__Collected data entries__
>>>
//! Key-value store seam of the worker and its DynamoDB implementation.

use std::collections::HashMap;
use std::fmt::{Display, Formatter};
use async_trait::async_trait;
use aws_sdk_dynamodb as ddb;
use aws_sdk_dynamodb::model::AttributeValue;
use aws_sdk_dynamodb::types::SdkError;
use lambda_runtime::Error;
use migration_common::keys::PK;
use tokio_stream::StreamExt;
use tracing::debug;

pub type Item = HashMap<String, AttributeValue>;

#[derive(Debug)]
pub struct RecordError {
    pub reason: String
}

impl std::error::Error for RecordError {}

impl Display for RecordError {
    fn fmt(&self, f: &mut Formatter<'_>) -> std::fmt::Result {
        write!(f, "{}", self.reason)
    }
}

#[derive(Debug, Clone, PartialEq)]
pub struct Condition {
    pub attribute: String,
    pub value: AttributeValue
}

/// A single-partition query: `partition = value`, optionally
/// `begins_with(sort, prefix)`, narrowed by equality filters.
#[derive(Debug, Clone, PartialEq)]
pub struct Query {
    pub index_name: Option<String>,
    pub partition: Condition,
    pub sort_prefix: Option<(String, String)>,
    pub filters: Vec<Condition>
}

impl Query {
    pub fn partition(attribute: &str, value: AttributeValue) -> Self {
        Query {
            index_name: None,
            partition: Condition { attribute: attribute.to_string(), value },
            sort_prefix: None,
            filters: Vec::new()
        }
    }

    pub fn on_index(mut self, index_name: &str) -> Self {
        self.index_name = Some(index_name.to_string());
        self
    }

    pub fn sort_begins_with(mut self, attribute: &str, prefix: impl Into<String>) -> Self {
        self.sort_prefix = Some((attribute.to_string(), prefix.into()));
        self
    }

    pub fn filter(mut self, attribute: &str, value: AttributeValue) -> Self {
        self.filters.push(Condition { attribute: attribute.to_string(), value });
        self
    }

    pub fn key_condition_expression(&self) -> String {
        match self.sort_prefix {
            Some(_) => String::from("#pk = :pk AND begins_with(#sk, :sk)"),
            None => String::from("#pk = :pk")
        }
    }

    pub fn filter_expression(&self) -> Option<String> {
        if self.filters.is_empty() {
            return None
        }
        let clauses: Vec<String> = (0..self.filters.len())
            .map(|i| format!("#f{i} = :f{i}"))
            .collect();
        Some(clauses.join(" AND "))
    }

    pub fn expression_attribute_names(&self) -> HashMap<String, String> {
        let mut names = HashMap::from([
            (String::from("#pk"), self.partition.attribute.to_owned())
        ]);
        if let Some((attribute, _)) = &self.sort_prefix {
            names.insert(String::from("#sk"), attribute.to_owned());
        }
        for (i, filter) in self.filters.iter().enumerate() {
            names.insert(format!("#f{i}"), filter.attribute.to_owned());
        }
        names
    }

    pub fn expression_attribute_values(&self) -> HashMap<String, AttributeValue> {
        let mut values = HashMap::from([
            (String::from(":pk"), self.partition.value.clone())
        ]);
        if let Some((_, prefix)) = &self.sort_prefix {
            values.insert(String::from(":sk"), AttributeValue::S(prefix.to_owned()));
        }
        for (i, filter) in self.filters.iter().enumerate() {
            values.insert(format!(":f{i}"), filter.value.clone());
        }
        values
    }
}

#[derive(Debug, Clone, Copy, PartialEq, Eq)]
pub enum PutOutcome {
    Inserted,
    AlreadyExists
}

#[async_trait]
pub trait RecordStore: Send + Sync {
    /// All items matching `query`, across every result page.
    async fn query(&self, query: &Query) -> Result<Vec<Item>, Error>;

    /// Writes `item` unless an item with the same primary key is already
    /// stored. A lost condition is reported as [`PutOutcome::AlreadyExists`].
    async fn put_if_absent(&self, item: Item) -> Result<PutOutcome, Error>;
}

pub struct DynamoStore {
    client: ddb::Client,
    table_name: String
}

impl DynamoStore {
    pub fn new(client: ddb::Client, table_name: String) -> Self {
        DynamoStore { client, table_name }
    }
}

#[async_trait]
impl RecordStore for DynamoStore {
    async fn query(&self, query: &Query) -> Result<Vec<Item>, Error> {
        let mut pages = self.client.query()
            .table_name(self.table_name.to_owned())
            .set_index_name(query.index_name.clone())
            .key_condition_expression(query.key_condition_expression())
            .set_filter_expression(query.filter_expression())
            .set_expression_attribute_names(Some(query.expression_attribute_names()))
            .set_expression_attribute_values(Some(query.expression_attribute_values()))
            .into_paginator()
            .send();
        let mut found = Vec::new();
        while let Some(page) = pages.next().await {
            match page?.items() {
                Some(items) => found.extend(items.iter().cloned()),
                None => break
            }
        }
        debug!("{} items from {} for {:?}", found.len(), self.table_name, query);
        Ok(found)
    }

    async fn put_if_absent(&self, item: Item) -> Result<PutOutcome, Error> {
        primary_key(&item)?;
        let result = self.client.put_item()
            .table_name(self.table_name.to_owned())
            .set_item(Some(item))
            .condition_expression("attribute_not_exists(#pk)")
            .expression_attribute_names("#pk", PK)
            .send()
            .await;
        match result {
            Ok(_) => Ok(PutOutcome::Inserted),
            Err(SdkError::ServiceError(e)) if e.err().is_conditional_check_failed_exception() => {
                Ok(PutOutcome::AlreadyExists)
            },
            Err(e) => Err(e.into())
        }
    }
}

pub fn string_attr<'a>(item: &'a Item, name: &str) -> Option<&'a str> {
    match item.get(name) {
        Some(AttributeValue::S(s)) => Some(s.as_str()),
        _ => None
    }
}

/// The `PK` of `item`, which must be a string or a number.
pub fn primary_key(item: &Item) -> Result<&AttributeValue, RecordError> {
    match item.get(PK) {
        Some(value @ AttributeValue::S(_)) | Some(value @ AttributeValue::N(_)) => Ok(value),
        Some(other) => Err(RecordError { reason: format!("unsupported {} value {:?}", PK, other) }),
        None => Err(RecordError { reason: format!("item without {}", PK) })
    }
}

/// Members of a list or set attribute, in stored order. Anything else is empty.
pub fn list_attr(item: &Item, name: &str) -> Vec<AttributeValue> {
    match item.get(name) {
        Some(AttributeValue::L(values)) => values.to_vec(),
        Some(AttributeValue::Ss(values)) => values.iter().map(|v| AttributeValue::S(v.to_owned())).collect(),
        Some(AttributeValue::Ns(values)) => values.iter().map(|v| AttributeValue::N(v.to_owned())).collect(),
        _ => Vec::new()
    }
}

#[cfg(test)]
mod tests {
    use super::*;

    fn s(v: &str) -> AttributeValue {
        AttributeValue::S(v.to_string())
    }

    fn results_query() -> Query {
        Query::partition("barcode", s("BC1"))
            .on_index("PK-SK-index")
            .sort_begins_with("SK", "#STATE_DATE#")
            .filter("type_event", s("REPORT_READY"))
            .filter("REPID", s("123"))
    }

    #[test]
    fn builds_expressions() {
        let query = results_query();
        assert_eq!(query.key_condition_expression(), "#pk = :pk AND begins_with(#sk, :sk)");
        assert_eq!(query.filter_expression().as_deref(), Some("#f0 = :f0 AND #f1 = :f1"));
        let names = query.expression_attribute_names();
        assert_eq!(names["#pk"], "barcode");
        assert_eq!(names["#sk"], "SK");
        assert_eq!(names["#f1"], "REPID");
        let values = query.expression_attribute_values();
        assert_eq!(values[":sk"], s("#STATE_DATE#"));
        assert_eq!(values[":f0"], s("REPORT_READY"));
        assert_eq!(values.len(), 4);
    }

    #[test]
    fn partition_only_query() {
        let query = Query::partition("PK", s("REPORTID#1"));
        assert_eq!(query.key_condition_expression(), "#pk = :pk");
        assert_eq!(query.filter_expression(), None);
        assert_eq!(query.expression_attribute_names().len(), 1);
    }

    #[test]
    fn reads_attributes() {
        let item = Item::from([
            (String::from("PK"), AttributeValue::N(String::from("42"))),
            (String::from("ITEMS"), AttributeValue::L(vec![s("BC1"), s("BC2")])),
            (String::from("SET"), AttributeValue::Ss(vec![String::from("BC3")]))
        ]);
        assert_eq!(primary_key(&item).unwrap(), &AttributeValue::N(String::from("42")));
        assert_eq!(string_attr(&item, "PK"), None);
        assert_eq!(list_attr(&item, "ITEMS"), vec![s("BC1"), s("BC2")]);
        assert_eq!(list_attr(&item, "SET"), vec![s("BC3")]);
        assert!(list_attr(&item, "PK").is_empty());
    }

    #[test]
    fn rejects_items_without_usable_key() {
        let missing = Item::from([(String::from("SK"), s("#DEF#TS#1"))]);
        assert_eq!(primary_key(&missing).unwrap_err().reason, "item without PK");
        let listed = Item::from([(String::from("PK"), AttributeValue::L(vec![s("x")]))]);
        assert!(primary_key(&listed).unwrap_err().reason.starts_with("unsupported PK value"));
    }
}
<<<
__Activity__
The answer should be a single number: the count of lines in the records that hold the string "derive".

__Worked solution__
4